Árbol del bien

Franklin Barriga López

En busca de la prosperidad, los romanos ponían laureles en las puertas de sus viviendas y prendían hogueras al frente de las mismas. Los celtas se protegían de la nieve, que cubría los campos en el invierno, adornando con frutas y velas encendidas los árboles, a fin de reanimarlos y acelerar el retorno de la primavera.

Se buscaba la permanente protección de los espíritus del bosque (elfos) para que ayuden a la gente a conseguir bienestar y la amistad del rayo que infundía terror, sobre todo en las tormentas.

Estas costumbres no fueron erradicadas cuando se expandió el cristianismo, más bien se las complementó mediante formas asociadas que prescindieron, eso sí, de los sacrificios, para representar en un árbol, como sucedió en Alemania, con Bonifacio, el anhelo colectivo de felicidad y existencia eterna: perennes hojas verdes, cúpula mirando al cielo.

Todavía se discute en Europa cuáles ciudades fueron las primeras en erigir, en las iniciales décadas del siglo XVI, el primer árbol de Navidad que tuvo los antecedentes anotados. Lo cierto es que desde esas épocas se expandió por el mundo como representación de paz y ventura, en el marco que rememora el nacimiento de Cristo.

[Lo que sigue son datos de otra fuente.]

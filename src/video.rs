//! The video container: packs an ordered frame sequence into a single file
//! and reads it back, losslessly (spec.md §4.5).
//!
//! GIF is the concrete container: its palette is indexed, and a bilevel QR
//! raster only ever needs two palette entries, so there is no lossy
//! quantization step between a rendered symbol and its on-disk form. This is
//! the same "pick one concrete collaborator, document the choice" move as
//! `symbol`'s QR backend -- see SPEC_FULL.md §10.

use crate::config::EncodingConfiguration;
use crate::error::{Reason, Result};
use crate::symbol::Raster;
use image::GrayImage;
use log::{debug, info};
use std::fs::File;
use std::io::{BufReader, BufWriter};
use std::path::Path;

/// Writes `frames` to `path` as a GIF, one frame per symbol, in order.
/// Every frame must already share one fixed size (`encoder::reference_dimensions`
/// guarantees this); a frame of a different size than frame 0 is resized with
/// nearest-neighbor filtering, which preserves the hard module edges a QR
/// detector relies on, rather than blurring them (spec.md §4.5's defensive
/// resize).
pub fn write(frames: &[Raster], path: &Path, config: &EncodingConfiguration) -> Result<()> {
    if frames.is_empty() {
        return Err(Reason::invariant("cannot write a video with zero frames"));
    }

    let (width, height) = frames[0].dimensions();
    let (width16, height16) = gif_dimensions(width, height)?;
    let delay_centiseconds = centiseconds_per_frame(config.frames_per_second);

    let file = File::create(path)?;
    let mut encoder = gif::Encoder::new(BufWriter::new(file), width16, height16, &GRAYSCALE_PALETTE)
        .map_err(|error| Reason::invariant(format!("failed to start gif encoder: {error}")))?;
    encoder
        .set_repeat(gif::Repeat::Finite(0))
        .map_err(|error| Reason::invariant(format!("failed to configure gif encoder: {error}")))?;

    for raster in frames {
        let owned;
        let matched = if raster.dimensions() == (width, height) {
            raster
        } else {
            owned = resize_nearest(raster, width, height);
            &owned
        };

        let indexed_pixels = luma_to_palette_indices(matched.as_raw());
        let mut frame = gif::Frame::from_indexed_pixels(width16, height16, indexed_pixels, None);
        frame.delay = delay_centiseconds;
        encoder.write_frame(&frame).map_err(|error| Reason::invariant(format!("failed to write gif frame: {error}")))?;
    }

    info!("qrvid: wrote {} frame(s) ({width}x{height}) to {}", frames.len(), path.display());
    Ok(())
}

/// Reads every frame back from `path`, in the order it was written.
pub fn read(path: &Path) -> Result<Vec<Raster>> {
    let file = File::open(path)?;
    let mut options = gif::DecodeOptions::new();
    options.set_color_output(gif::ColorOutput::Indexed);

    let mut decoder = options
        .read_info(BufReader::new(file))
        .map_err(|error| Reason::invariant(format!("failed to start gif decoder: {error}")))?;

    let width = u32::from(decoder.width());
    let height = u32::from(decoder.height());

    let mut frames = Vec::new();
    while let Some(frame) = decoder.read_next_frame().map_err(|error| Reason::invariant(format!("failed to read gif frame: {error}")))? {
        let luma = palette_indices_to_luma(&frame.buffer);
        let raster = GrayImage::from_raw(width, height, luma)
            .ok_or_else(|| Reason::invariant("gif frame buffer did not match declared dimensions"))?;
        frames.push(raster);
    }

    debug!("qrvid: read {} frame(s) ({width}x{height}) from {}", frames.len(), path.display());
    Ok(frames)
}

/// A two-entry grayscale palette: QR modules are bilevel, and the padding
/// canvas in `symbol::render` only ever uses black (0) and white (255).
const GRAYSCALE_PALETTE: [u8; 6] = [0, 0, 0, 255, 255, 255];

/// A symbol raster is bounded by the QR spec's own largest version, so this
/// only fails if a caller feeds in a target frame size far beyond anything
/// `symbol::render` would ever produce.
fn gif_dimensions(width: u32, height: u32) -> Result<(u16, u16)> {
    let width = u16::try_from(width).map_err(|_| Reason::invariant("frame width exceeds GIF's 16-bit dimension limit"))?;
    let height = u16::try_from(height).map_err(|_| Reason::invariant("frame height exceeds GIF's 16-bit dimension limit"))?;
    Ok((width, height))
}

fn centiseconds_per_frame(frames_per_second: u32) -> u16 {
    let fps = f64::from(frames_per_second.max(1));
    let centiseconds = (100.0 / fps).round();
    if centiseconds < 1.0 { 1 } else { centiseconds as u16 }
}

fn resize_nearest(raster: &Raster, width: u32, height: u32) -> Raster {
    image::imageops::resize(raster, width, height, image::imageops::FilterType::Nearest)
}

/// `GRAYSCALE_PALETTE` has black at index 0 and white at index 1; luma values
/// are thresholded rather than matched exactly, since resizing can introduce
/// intermediate gray values at module boundaries.
fn luma_to_palette_indices(luma: &[u8]) -> Vec<u8> {
    luma.iter().map(|&value| u8::from(value >= 128)).collect()
}

fn palette_indices_to_luma(indices: &[u8]) -> Vec<u8> {
    indices.iter().map(|&index| if index == 0 { 0 } else { 255 }).collect()
}

#[cfg(test)]
mod test {
    use super::*;
    use crate::config::ErrorCorrection;
    use crate::encoder;
    use image::Luma;
    use tempfile_dir::TempDir;

    mod tempfile_dir {
        use std::path::{Path, PathBuf};

        /// A directory under the OS temp root, removed when dropped. Avoids
        /// pulling in a dev-dependency just for test scaffolding.
        pub struct TempDir(PathBuf);

        impl TempDir {
            pub fn new(label: &str) -> Self {
                let mut path = std::env::temp_dir();
                path.push(format!("qrvid-{label}-{}", std::process::id()));
                std::fs::create_dir_all(&path).unwrap();
                TempDir(path)
            }

            pub fn path(&self) -> &Path {
                &self.0
            }
        }

        impl Drop for TempDir {
            fn drop(&mut self) {
                let _ = std::fs::remove_dir_all(&self.0);
            }
        }
    }

    fn config() -> EncodingConfiguration {
        EncodingConfiguration { error_correction: ErrorCorrection::M, enable_multiprocessing: false, ..Default::default() }
    }

    #[test]
    fn frames_round_trip_through_a_gif_losslessly() {
        let dir = TempDir::new("roundtrip");
        let path = dir.path().join("video.gif");

        let config = config();
        let frames = encoder::encode(b"a lossless bilevel round trip", &config).unwrap();
        write(&frames, &path, &config).unwrap();
        let recovered = read(&path).unwrap();

        assert_eq!(recovered.len(), frames.len());
        for (original, recovered) in frames.iter().zip(recovered.iter()) {
            assert_eq!(original.as_raw(), recovered.as_raw());
        }
    }

    #[test]
    fn writing_zero_frames_is_rejected() {
        let dir = TempDir::new("empty");
        let path = dir.path().join("empty.gif");
        let result = write(&[], &path, &config());
        assert!(matches!(result, Err(Reason::InvariantViolation(_))));
    }

    #[test]
    fn a_mismatched_frame_is_resized_to_match_frame_zero_instead_of_failing() {
        let dir = TempDir::new("mismatch");
        let path = dir.path().join("video.gif");

        let first = GrayImage::from_pixel(100, 100, Luma([0]));
        let mismatched = GrayImage::from_pixel(50, 50, Luma([255]));

        write(&[first, mismatched], &path, &config()).unwrap();
        let recovered = read(&path).unwrap();

        assert_eq!(recovered.len(), 2);
        assert_eq!(recovered[0].dimensions(), (100, 100));
        assert_eq!(recovered[1].dimensions(), (100, 100));
    }

    #[test]
    fn frame_rate_sets_the_gif_frame_delay() {
        let mut config = config();
        config.frames_per_second = 25;
        assert_eq!(centiseconds_per_frame(config.frames_per_second), 4);

        config.frames_per_second = 1;
        assert_eq!(centiseconds_per_frame(config.frames_per_second), 100);
    }
}
//! Bijections between payload bytes and the byte form fed to the symbol
//! encoder. See spec.md §4.1.

use crate::error::{Reason, Result};
use base64::Engine as _;
use base64::engine::general_purpose::STANDARD as BASE64_STANDARD;

/// `deserialize(serialize(b)) == b` for every byte sequence `b`.
pub trait Serializer {
    fn serialize(&self, payload: &[u8]) -> Vec<u8>;
    fn deserialize(&self, wire_bytes: &[u8]) -> Result<Vec<u8>>;
}

/// `serialize(b) = b`. Valid whenever the symbol encoder round-trips
/// arbitrary bytes losslessly; see `symbol::detect`'s use of `decode_to`
/// rather than `decode` for why that holds for this crate's own QR detector.
#[derive(Debug, Clone, Copy, Default)]
pub struct IdentitySerializer;

impl Serializer for IdentitySerializer {
    fn serialize(&self, payload: &[u8]) -> Vec<u8> {
        payload.to_vec()
    }

    fn deserialize(&self, wire_bytes: &[u8]) -> Result<Vec<u8>> {
        Ok(wire_bytes.to_vec())
    }
}

/// Standard base64 with padding, in both directions. Use when the symbol
/// encoder's byte mode has byte-value restrictions, or when URL/text-safety
/// matters downstream.
///
/// Per spec.md §9's second Open Question: pads correctly per the base64
/// standard and never appends pad bytes unconditionally (the `base64` crate's
/// standard engine already does this correctly; there is no workaround to
/// carry over).
#[derive(Debug, Clone, Copy, Default)]
pub struct Base64Serializer;

impl Serializer for Base64Serializer {
    fn serialize(&self, payload: &[u8]) -> Vec<u8> {
        BASE64_STANDARD.encode(payload).into_bytes()
    }

    fn deserialize(&self, wire_bytes: &[u8]) -> Result<Vec<u8>> {
        let text = std::str::from_utf8(wire_bytes).map_err(|_| Reason::invariant("base64 payload is not utf-8"))?;
        BASE64_STANDARD.decode(text).map_err(|_| Reason::invariant("malformed base64 payload"))
    }
}
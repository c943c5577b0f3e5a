//! Error taxonomy for the codec pipeline.
//!
//! Modeled on the teacher crate's minimal `Error` enum, but finished with a
//! real `Display`/`std::error::Error` impl (the teacher leaves a `// TODO
//! derive Display?` on its own enum) because this crate is meant to be
//! embedded in other binaries.

use std::fmt;

pub type Result<T> = std::result::Result<T, Reason>;
pub type UnitResult = Result<()>;

pub use std::io::Error as IoError;

/// Every way the pipeline can fail. All variants are fatal: the pipeline
/// never retries and never silently substitutes a default.
#[derive(Debug)]
pub enum Reason {
    /// A chunk is larger than the symbol capacity for the configured error
    /// correction level. Carries the offending chunk index, its length, and
    /// the capacity it exceeded.
    CapacityExceeded { chunk_index: usize, len: usize, max: usize },

    /// The header blob is shorter than the 4-byte length prefix announces,
    /// or shorter than the prefix itself.
    HeaderTruncated,

    /// Frame 0 did not detect as a symbol.
    HeaderUnreadable,

    /// A payload frame at the given index did not detect.
    FrameCorrupt(usize),

    /// Decode was called with neither a file path nor a non-empty frame
    /// stream.
    EmptyInput,

    /// An internal invariant was violated, e.g. the header serializer
    /// produced more than one frame.
    InvariantViolation(String),

    /// `validation_fn(input, output)` returned false.
    ValidationFailed,

    /// The container failed to read or write.
    Io(IoError),
}

impl Reason {
    pub fn invariant(message: impl Into<String>) -> Self {
        Reason::InvariantViolation(message.into())
    }
}

impl fmt::Display for Reason {
    fn fmt(&self, f: &mut fmt::Formatter<'_>) -> fmt::Result {
        match self {
            Reason::CapacityExceeded { chunk_index, len, max } => write!(
                f, "chunk {chunk_index} is {len} bytes, exceeds the {max}-byte symbol capacity"
            ),
            Reason::HeaderTruncated => write!(f, "header blob is shorter than its announced length"),
            Reason::HeaderUnreadable => write!(f, "frame 0 did not decode as a header symbol"),
            Reason::FrameCorrupt(index) => write!(f, "payload frame {index} did not decode"),
            Reason::EmptyInput => write!(f, "decode called with no file path and no frames"),
            Reason::InvariantViolation(message) => write!(f, "invariant violated: {message}"),
            Reason::ValidationFailed => write!(f, "round-trip validation failed"),
            Reason::Io(error) => write!(f, "container I/O error: {error}"),
        }
    }
}

impl std::error::Error for Reason {
    fn source(&self) -> Option<&(dyn std::error::Error + 'static)> {
        match self {
            Reason::Io(error) => Some(error),
            _ => None,
        }
    }
}

/// Enable using the `?` operator on `io::Result`.
impl From<IoError> for Reason {
    fn from(error: IoError) -> Self {
        Reason::Io(error)
    }
}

Se ha proyectado al presente con una imagen de bonanza, alentada por luces multicolores y adornos diversos, a cuyo pie se pone los regalos que son intercambiados en la noche del 24 de diciembre, acertadamente llamada Nochebuena, de significación incomparable por la emotividad hogareña que conlleva, tanto para los que gozan del calor familiar como para los marginados de la sociedad, a quienes jamás se debe olvidar.

Aflora el sentido de amor y solidaridad ante la presencia de este árbol que debe ser protegido por la conciencia universal, para que no lo talen quienes proclaman división, violencia, odio.